Goji sneezed, bit into a snack wrapper, and very pointedly walked away.
That wasn't a no.
Min Jae's pulse quickened. "No one can open the portal but me. No one from that world can come through. That's the rule."
He sat back on the cold tile floor.
"But someone still got that coin."
---
Mom's Account
Ten minutes later, after a cold soda and a mild panic attack, Min Jae sat across the kitchen table from his mom.
She calmly sliced onions while recounting the story like it was nothing special.
"She came in around three," she said. "Pretty. Pale skin. Long skirt. Wavy hair. Looked kind of... old-fashioned. Asked if the 'young wizard' was home."

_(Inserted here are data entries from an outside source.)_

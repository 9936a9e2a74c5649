use std::sync::Arc;

use alloy::primitives::Address;
use alloy::providers::{DynProvider, ProviderBuilder};
use alloy::rpc::client::RpcClient;
use alloy::transports::http::{reqwest, Http};
use futures::future::BoxFuture;
use url::Url;

use crate::abis::{Call3, IMulticall3, McResult};
use crate::chains::ChainConfig;
use crate::multicall::{MulticallError, MAX_TIMEOUT};

/// One physical `aggregate3` round-trip.
///
/// Implementations must answer with exactly one result per call, in order.
pub trait AggregateTransport: Send + Sync {
    fn aggregate<'a>(
        &'a self,
        calls: &'a [Call3],
    ) -> BoxFuture<'a, Result<Vec<McResult>, MulticallError>>;
}

/// Builds transports for a chain endpoint.
pub trait TransportFactory: Send + Sync {
    fn connect(
        &self,
        chain: &ChainConfig,
        url: &Url,
    ) -> Result<Arc<dyn AggregateTransport>, MulticallError>;
}

/// Multicall3 over alloy's HTTP provider.
///
/// The provider has no retry layer; its HTTP client gives up after
/// [`MAX_TIMEOUT`].
#[derive(Clone)]
pub struct HttpTransport {
    provider: DynProvider,
    multicall_address: Address,
}

impl HttpTransport {
    pub fn connect(url: Url, multicall_address: Address) -> Result<Self, MulticallError> {
        let http_client = reqwest::Client::builder()
            .timeout(MAX_TIMEOUT)
            .build()
            .map_err(|e| MulticallError::Config(format!("failed to build HTTP client: {}", e)))?;

        let client = RpcClient::new(Http::with_client(http_client, url), false);
        let provider = DynProvider::new(ProviderBuilder::new().connect_client(client));

        Ok(Self {
            provider,
            multicall_address,
        })
    }

    async fn aggregate3(&self, calls: &[Call3]) -> Result<Vec<McResult>, MulticallError> {
        let multicall = IMulticall3::new(self.multicall_address, &self.provider);

        multicall
            .aggregate3(calls.to_vec())
            .call()
            .await
            .map_err(|e| MulticallError::Transport(e.to_string()))
    }
}

impl AggregateTransport for HttpTransport {
    fn aggregate<'a>(
        &'a self,
        calls: &'a [Call3],
    ) -> BoxFuture<'a, Result<Vec<McResult>, MulticallError>> {
        Box::pin(self.aggregate3(calls))
    }
}

/// Default factory: an [`HttpTransport`] against the chain's Multicall3.
#[derive(Debug, Clone, Copy, Default)]
pub struct HttpTransportFactory;

impl TransportFactory for HttpTransportFactory {
    fn connect(
        &self,
        chain: &ChainConfig,
        url: &Url,
    ) -> Result<Arc<dyn AggregateTransport>, MulticallError> {
        let transport = HttpTransport::connect(url.clone(), chain.multicall_address)?;
        Ok(Arc::new(transport))
    }
}
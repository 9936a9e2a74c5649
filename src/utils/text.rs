/// Maximum length, in characters, of any error message that is logged,
/// emitted as a metric or returned to a caller.
///
/// Transport errors can embed whole request bodies; this bounds log volume.
pub const MAX_ERROR_MESSAGE_LENGTH: usize = 150;

/// Keep the first [`MAX_ERROR_MESSAGE_LENGTH`] characters of `message`.
pub fn truncate_message(message: &str) -> String {
    match message.char_indices().nth(MAX_ERROR_MESSAGE_LENGTH) {
        Some((cut, _)) => message[..cut].to_string(),
        None => message.to_string(),
    }
}
//! Shared fixtures for the multicall tests: a reader contract ABI, request
//! builders and in-memory transports.

use std::collections::BTreeMap;
use std::sync::atomic::{AtomicUsize, Ordering};
use std::sync::Arc;
use std::time::Duration;

use alloy::dyn_abi::{DynSolValue, FunctionExt};
use alloy::json_abi::JsonAbi;
use alloy::primitives::{Address, Bytes, U256};
use alloy::providers::MULTICALL3_ADDRESS;
use alloy::sol_types::SolValue;
use futures::future::{self, BoxFuture};
use rustc_hash::FxHashMap;
use serde_json::Value;
use tokio::sync::Mutex as AsyncMutex;
use url::Url;

use crate::abis::{Call3, McResult};
use crate::chains::{ChainConfig, ChainRegistry};
use crate::config::BatchSettings;
use crate::multicall::encoder::EncodedCall;
use crate::multicall::{
    AggregateTransport, CallConfig, ContractCallConfig, MulticallError, TransportFactory,
};

pub const READER: &str = "0x22199a49A999c351eF7927602CFB187ec3cae489";
pub const TOKEN: &str = "0x82aF49447D8a07e3bd95BD0d56f35241523fBab1";
pub const MARKET: &str = "0x70d95587d40A2caf56bd97485aB3Eec10Bee6336";

pub const PRIMARY_URL: &str = "http://primary.rpc/";
pub const FALLBACK_URL: &str = "http://fallback.rpc/";

const READER_ABI: &str = r#"[
  {"type":"function","name":"balanceOf","stateMutability":"view",
   "inputs":[{"name":"account","type":"address"}],
   "outputs":[{"name":"","type":"uint256"}]},
  {"type":"function","name":"getReserves","stateMutability":"view","inputs":[],
   "outputs":[{"name":"reserve0","type":"uint112"},{"name":"reserve1","type":"uint112"},
              {"name":"blockTimestampLast","type":"uint32"}]},
  {"type":"function","name":"getMarket","stateMutability":"view",
   "inputs":[{"name":"key","type":"bytes32"}],
   "outputs":[{"name":"","type":"tuple","internalType":"struct Market.Props",
               "components":[{"name":"token","type":"address"},{"name":"size","type":"uint256"}]}]},
  {"type":"function","name":"getMarkets","stateMutability":"view","inputs":[],
   "outputs":[{"name":"","type":"address[]"}]},
  {"type":"function","name":"price","stateMutability":"view",
   "inputs":[{"name":"token","type":"address"}],
   "outputs":[{"name":"","type":"uint256"}]},
  {"type":"function","name":"price","stateMutability":"view",
   "inputs":[{"name":"token","type":"address"},{"name":"maximize","type":"bool"}],
   "outputs":[{"name":"","type":"uint256"}]},
  {"type":"error","name":"Paused","inputs":[]}
]"#;

pub fn reader_abi() -> Arc<JsonAbi> {
    Arc::new(serde_json::from_str(READER_ABI).unwrap())
}

pub fn call(method_name: &str, params: Vec<Value>) -> CallConfig {
    CallConfig {
        method_name: method_name.to_string(),
        params,
        should_hash_params: false,
    }
}

pub fn contract(address: &str, calls: Vec<(&str, Option<CallConfig>)>) -> ContractCallConfig {
    ContractCallConfig {
        contract_address: address.parse().unwrap(),
        abi: reader_abi(),
        calls: calls
            .into_iter()
            .map(|(key, call)| (key.to_string(), call))
            .collect::<BTreeMap<_, _>>(),
    }
}

/// ABI-encoded return data for `call`'s resolved function.
pub fn encode_output(call: &EncodedCall, values: &[DynSolValue]) -> Bytes {
    call.function
        .as_ref()
        .unwrap()
        .abi_encode_output(values)
        .unwrap()
        .into()
}

/// Answers every call to `READER` with `value` as a `uint256` and reverts
/// everything else.
pub fn reader_balances(value: u64) -> Responder {
    let reader: Address = READER.parse().unwrap();

    Arc::new(move |call: &Call3| {
        if call.target == reader {
            McResult {
                success: true,
                returnData: U256::from(value).abi_encode().into(),
            }
        } else {
            McResult {
                success: false,
                returnData: Bytes::new(),
            }
        }
    })
}

pub type Responder = Arc<dyn Fn(&Call3) -> McResult + Send + Sync>;

#[derive(Clone)]
pub enum Behavior {
    Respond(Responder),
    /// Answer after a delay
    Delayed(Duration, Responder),
    /// Never settle
    Hang,
    Fail(String),
}

pub struct MockTransport {
    behavior: Behavior,
    requests: AsyncMutex<Vec<usize>>,
}

impl MockTransport {
    pub fn new(behavior: Behavior) -> Arc<Self> {
        Arc::new(Self {
            behavior,
            requests: AsyncMutex::new(Vec::new()),
        })
    }

    pub async fn request_count(&self) -> usize {
        self.requests.lock().await.len()
    }

    /// Number of calls in each physical request, in arrival order.
    pub async fn request_sizes(&self) -> Vec<usize> {
        self.requests.lock().await.clone()
    }
}

impl AggregateTransport for MockTransport {
    fn aggregate<'a>(
        &'a self,
        calls: &'a [Call3],
    ) -> BoxFuture<'a, Result<Vec<McResult>, MulticallError>> {
        Box::pin(async move {
            self.requests.lock().await.push(calls.len());

            match &self.behavior {
                Behavior::Respond(responder) => Ok(calls.iter().map(|c| responder(c)).collect()),
                Behavior::Delayed(delay, responder) => {
                    tokio::time::sleep(*delay).await;
                    Ok(calls.iter().map(|c| responder(c)).collect())
                },
                Behavior::Hang => future::pending().await,
                Behavior::Fail(message) => Err(MulticallError::Transport(message.clone())),
            }
        })
    }
}

/// Hands out a fixed transport per URL and counts connections.
#[derive(Default)]
pub struct MockFactory {
    transports: FxHashMap<Url, Arc<MockTransport>>,
    connects: AtomicUsize,
}

impl MockFactory {
    pub fn with(mut self, url: &str, transport: Arc<MockTransport>) -> Self {
        self.transports.insert(url.parse().unwrap(), transport);
        self
    }

    pub fn connect_count(&self) -> usize {
        self.connects.load(Ordering::SeqCst)
    }
}

impl TransportFactory for MockFactory {
    fn connect(
        &self,
        _chain: &ChainConfig,
        url: &Url,
    ) -> Result<Arc<dyn AggregateTransport>, MulticallError> {
        self.connects.fetch_add(1, Ordering::SeqCst);

        match self.transports.get(url) {
            Some(transport) => Ok(transport.clone()),
            None => Err(MulticallError::Config(format!("no mock transport for {}", url))),
        }
    }
}

pub fn chain_config(chain_id: u64, fallback: Option<&str>) -> ChainConfig {
    ChainConfig {
        chain_id,
        name: format!("test-{}", chain_id),
        rpc_url: Some(PRIMARY_URL.parse().unwrap()),
        fallback_rpc_url: fallback.map(|url| url.parse().unwrap()),
        multicall_address: MULTICALL3_ADDRESS,
        batch: BatchSettings::default(),
    }
}

/// Registry with one supported chain and one chain without a primary URL.
pub fn registry(chain_id: u64, fallback: Option<&str>) -> ChainRegistry {
    let mut registry = ChainRegistry::new();
    registry.insert(chain_config(chain_id, fallback));
    registry.insert(ChainConfig {
        rpc_url: None,
        ..chain_config(chain_id + 1, None)
    });
    registry
}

Min Jae blinked. "Wizard?"
"That's what she said. I thought she was just some eccentric fangirl of your weird TikToks."
He groaned.
"She left this," his mom continued, handing him the coin. "Said, 'Give this to Min Jae. He'll know what it means.' Then she bowed and left."

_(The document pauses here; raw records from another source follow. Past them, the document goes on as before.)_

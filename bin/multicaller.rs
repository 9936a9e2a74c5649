use std::sync::Arc;
use std::time::Duration;

use anyhow::{bail, Context};
use jemallocator::Jemalloc;
use log::{info, LevelFilter};
use simple_logger::SimpleLogger;
use tokio_util::sync::CancellationToken;

#[global_allocator]
static GLOBAL: Jemalloc = Jemalloc;

use multicaller::{
    multicall::HttpTransportFactory, CallRequest, ChainRegistry, ExecutionContext, LogSink,
    Multicall, MulticallResult, MulticallWorker, Settings, WorkerHandle,
};

const USAGE: &str = "usage: multicaller <chain_id> <request.json> [--worker]";

#[tokio::main()]
async fn main() -> anyhow::Result<()> {
    SimpleLogger::new()
        .with_level(LevelFilter::Info)
        .init()
        .unwrap();

    let args: Vec<String> = std::env::args().skip(1).collect();
    let (chain_id, request_path, use_worker) = match args.as_slice() {
        [chain_id, path] => (chain_id, path, false),
        [chain_id, path, flag] if flag == "--worker" => (chain_id, path, true),
        _ => bail!(USAGE),
    };

    let chain_id: u64 = chain_id
        .parse()
        .with_context(|| format!("Invalid chain id {:?}. {}", chain_id, USAGE))?;

    // Load configuration
    let settings = Settings::new()
        .context("Failed to load config.yaml. Please ensure it exists and is valid")?;

    let raw = tokio::fs::read_to_string(request_path)
        .await
        .with_context(|| format!("Failed to read request file {}", request_path))?;
    let request: CallRequest =
        serde_json::from_str(&raw).context("Request file is not a valid multicall request")?;

    let result = if use_worker {
        run_in_worker(&settings, chain_id, request).await?
    } else {
        let multicall = Multicall::from_settings(&settings, Arc::new(LogSink), ExecutionContext::Main)
            .context("Failed to initialize multicall")?;

        multicall
            .call(
                chain_id,
                &request,
                Duration::from_millis(settings.multicall.max_timeout_ms),
            )
            .await?
    };

    match result {
        Some(result) => {
            info!(
                "Multicall on chain {} finished: {} calls, {} failed",
                chain_id,
                result.outcome_count(),
                result.error_count()
            );
            println!("{}", serde_json::to_string_pretty(&result)?);
        },
        None => info!("Chain {} is not supported, nothing to do", chain_id),
    }

    Ok(())
}

async fn run_in_worker(
    settings: &Settings,
    chain_id: u64,
    request: CallRequest,
) -> anyhow::Result<Option<MulticallResult>> {
    let registry =
        ChainRegistry::from_settings(&settings.chains).context("Invalid chain configuration")?;

    let worker = MulticallWorker::new(
        Arc::new(registry),
        Arc::new(HttpTransportFactory),
        Duration::from_millis(settings.multicall.max_timeout_ms),
        settings.worker.channel_capacity,
    );

    let cancellation_token = CancellationToken::new();
    let (handle, router) = WorkerHandle::spawn(
        worker,
        settings.worker.channel_capacity,
        Arc::new(LogSink),
        cancellation_token.clone(),
    );

    info!("Multicall worker running");

    let result = handle.call(chain_id, request).await;

    cancellation_token.cancel();
    let _ = router.await;

    Ok(result?)
}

Min Jae stared at the token. It gleamed faintly under the fluorescent lights.
> It was definitely the East Quarter coin.
"I didn't post this anywhere. I've never even used it for a product shoot."
---
Checking the Portal
Back in the basement, Min Jae yanked open the cupboard door behind the boiler that looked like it hadn't been cleaned since 1994.
Behind it? A glowing circle carved into the concrete. His portal.
Still sealed. Still pulsing gently. Still password-locked with a 4-rune combination only he knew (and Goji somehow guessed once by accident).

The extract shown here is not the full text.